[Dataset entries]

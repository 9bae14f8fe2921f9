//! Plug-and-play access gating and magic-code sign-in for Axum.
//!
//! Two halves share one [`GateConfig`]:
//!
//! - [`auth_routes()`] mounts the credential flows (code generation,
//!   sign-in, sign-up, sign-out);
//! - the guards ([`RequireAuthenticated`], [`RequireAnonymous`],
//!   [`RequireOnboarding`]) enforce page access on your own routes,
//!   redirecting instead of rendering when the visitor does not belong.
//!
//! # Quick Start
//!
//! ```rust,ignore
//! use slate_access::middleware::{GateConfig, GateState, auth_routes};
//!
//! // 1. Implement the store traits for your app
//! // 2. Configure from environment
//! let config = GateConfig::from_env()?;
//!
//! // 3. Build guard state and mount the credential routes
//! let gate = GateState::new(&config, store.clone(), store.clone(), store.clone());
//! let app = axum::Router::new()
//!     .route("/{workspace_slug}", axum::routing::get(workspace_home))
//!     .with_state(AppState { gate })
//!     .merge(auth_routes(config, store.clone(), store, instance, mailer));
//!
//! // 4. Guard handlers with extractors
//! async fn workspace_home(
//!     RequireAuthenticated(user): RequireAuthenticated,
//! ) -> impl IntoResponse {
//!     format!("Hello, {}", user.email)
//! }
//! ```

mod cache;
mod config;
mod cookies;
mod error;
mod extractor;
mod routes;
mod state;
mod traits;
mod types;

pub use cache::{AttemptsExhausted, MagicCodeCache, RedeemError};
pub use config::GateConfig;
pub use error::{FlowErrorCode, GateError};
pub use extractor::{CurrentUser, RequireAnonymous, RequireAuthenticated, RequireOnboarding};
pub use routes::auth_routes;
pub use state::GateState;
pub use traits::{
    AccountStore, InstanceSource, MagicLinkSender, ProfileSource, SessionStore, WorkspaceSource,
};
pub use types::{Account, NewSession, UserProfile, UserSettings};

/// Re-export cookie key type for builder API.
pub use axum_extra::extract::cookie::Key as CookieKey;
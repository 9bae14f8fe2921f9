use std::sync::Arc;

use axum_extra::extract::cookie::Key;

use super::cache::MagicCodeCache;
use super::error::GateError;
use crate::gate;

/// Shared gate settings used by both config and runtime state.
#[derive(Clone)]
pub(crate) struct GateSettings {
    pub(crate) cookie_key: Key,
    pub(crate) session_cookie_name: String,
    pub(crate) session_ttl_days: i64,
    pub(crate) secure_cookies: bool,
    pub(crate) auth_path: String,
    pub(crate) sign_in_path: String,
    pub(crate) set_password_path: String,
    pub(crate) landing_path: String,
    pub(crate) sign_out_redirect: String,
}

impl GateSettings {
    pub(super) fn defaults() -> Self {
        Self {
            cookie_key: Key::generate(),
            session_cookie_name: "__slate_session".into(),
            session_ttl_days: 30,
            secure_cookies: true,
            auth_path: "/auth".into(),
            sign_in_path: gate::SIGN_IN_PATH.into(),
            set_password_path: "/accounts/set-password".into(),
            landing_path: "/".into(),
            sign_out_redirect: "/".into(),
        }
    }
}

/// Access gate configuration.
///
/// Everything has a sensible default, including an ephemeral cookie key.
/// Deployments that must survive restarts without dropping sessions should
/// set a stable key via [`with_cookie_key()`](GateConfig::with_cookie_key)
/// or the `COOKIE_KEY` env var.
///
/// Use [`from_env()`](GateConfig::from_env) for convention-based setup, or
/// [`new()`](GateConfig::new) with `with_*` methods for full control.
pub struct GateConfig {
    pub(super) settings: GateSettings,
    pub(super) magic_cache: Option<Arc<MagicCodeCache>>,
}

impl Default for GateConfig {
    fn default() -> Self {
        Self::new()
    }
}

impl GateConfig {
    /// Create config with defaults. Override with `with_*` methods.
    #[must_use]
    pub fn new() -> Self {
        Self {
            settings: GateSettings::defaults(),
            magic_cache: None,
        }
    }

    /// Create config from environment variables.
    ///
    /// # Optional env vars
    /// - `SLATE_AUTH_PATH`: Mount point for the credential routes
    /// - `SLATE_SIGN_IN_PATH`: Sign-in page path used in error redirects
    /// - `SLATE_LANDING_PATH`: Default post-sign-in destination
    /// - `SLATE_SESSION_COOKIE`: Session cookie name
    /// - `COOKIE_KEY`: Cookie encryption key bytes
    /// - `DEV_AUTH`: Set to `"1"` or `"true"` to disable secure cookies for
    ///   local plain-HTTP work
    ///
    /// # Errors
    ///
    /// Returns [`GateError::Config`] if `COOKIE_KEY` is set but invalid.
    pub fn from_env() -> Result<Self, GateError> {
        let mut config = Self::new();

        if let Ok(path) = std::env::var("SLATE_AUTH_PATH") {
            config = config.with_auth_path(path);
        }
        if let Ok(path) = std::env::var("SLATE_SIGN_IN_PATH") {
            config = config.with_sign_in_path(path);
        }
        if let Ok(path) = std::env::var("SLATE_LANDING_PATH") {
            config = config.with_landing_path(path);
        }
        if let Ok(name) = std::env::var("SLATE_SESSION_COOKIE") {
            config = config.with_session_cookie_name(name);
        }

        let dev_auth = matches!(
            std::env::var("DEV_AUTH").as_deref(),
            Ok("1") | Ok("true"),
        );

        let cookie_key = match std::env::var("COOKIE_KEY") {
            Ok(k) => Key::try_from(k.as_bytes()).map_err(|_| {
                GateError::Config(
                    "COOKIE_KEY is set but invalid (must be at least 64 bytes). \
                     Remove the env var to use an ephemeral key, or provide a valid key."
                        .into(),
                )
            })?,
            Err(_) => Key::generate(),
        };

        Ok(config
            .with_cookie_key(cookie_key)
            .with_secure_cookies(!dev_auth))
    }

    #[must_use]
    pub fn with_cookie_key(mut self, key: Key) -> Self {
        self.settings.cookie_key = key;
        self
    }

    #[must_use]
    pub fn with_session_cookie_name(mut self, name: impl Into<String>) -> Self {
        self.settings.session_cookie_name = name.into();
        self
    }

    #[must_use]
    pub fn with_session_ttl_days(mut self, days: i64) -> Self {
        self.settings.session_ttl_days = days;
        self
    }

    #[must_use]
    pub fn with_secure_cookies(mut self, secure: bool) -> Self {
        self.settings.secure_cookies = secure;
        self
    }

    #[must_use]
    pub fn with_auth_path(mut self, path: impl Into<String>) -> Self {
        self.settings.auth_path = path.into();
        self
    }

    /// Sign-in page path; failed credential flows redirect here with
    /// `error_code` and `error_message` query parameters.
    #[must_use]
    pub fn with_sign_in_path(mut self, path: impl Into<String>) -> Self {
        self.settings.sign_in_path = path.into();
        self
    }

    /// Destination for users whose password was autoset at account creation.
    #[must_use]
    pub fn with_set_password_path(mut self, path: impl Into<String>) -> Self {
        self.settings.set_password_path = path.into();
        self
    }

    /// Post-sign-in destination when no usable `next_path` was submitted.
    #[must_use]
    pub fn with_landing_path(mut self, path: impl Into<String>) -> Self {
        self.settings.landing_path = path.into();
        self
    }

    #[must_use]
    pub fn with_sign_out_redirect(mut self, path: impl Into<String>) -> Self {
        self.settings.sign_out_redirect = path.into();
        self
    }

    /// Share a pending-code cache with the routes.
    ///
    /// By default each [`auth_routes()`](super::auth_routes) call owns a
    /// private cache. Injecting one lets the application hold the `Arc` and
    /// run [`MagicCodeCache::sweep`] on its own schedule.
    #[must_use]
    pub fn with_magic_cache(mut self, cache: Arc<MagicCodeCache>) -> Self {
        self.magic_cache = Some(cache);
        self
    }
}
...
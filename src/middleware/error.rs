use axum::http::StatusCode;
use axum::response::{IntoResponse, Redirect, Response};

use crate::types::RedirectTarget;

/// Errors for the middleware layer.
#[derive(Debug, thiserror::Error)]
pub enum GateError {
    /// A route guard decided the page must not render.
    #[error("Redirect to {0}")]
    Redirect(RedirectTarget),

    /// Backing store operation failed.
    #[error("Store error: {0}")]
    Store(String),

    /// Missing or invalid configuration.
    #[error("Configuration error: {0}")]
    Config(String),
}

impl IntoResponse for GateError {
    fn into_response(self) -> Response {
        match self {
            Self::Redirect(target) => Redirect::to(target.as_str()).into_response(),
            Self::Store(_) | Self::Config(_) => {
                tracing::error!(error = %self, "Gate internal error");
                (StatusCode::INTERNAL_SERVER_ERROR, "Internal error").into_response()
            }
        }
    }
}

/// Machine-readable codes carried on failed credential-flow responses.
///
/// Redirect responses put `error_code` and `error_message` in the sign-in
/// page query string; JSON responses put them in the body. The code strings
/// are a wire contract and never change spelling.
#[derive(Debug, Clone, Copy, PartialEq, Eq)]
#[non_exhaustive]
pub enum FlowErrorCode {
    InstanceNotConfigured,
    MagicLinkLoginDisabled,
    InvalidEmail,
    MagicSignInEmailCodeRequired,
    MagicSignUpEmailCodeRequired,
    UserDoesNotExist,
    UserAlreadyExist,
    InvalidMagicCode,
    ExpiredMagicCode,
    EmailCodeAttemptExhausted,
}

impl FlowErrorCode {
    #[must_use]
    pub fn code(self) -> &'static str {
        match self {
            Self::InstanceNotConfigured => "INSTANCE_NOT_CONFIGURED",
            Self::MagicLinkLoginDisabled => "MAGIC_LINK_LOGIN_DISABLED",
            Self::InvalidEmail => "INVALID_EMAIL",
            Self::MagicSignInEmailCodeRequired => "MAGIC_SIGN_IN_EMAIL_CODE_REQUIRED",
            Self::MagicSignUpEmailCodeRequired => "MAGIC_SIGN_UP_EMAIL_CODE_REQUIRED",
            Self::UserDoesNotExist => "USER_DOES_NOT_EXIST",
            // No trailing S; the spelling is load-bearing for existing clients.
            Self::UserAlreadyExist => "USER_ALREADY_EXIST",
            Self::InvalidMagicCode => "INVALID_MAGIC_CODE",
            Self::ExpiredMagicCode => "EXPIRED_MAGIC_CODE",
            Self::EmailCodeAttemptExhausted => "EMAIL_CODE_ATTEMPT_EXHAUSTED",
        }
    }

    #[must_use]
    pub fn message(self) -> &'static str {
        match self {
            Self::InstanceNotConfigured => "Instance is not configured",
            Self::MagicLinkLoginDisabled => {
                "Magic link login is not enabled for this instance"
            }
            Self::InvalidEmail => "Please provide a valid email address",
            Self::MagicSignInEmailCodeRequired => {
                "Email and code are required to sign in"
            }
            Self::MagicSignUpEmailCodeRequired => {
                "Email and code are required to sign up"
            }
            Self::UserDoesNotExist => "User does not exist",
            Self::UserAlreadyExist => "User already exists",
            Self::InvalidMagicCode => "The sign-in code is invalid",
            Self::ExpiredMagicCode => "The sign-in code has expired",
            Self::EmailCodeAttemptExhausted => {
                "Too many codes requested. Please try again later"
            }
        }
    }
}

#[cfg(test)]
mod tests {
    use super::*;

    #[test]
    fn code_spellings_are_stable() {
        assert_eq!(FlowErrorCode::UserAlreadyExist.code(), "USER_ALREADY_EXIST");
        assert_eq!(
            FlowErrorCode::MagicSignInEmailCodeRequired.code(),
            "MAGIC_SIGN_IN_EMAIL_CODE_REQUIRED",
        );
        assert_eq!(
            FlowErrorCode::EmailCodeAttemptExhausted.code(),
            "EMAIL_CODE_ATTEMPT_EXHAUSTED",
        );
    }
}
--
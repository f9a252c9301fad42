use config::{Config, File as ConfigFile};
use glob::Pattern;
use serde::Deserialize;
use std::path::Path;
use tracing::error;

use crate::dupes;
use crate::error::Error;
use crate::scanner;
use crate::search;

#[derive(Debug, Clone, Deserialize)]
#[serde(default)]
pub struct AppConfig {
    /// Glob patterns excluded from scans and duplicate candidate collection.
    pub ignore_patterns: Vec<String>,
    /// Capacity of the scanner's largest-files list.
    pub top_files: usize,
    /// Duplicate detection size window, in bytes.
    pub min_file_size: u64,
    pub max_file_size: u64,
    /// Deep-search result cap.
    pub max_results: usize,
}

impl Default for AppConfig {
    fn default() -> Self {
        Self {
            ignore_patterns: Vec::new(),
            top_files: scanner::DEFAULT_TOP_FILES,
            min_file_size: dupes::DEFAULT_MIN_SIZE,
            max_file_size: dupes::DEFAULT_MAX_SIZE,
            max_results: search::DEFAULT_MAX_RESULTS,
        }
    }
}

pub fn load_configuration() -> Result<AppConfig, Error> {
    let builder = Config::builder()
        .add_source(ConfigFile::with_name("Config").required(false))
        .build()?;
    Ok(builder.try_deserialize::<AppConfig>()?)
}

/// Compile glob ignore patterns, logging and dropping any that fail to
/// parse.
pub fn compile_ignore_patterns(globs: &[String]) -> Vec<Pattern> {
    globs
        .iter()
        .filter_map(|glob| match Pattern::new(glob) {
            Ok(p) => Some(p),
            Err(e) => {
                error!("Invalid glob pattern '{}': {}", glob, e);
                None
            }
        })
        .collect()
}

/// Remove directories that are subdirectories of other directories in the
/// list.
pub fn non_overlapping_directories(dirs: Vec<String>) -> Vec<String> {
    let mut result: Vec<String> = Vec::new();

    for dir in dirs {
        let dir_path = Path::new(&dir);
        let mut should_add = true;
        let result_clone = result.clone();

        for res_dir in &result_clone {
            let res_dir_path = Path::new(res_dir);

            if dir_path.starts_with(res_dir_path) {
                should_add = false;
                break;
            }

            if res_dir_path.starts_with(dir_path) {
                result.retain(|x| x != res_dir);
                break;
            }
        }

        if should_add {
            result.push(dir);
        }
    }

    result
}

> Exercise instructions
The expected output is one number: how many lines of the data above hold the string "that".

> Finished exercise
3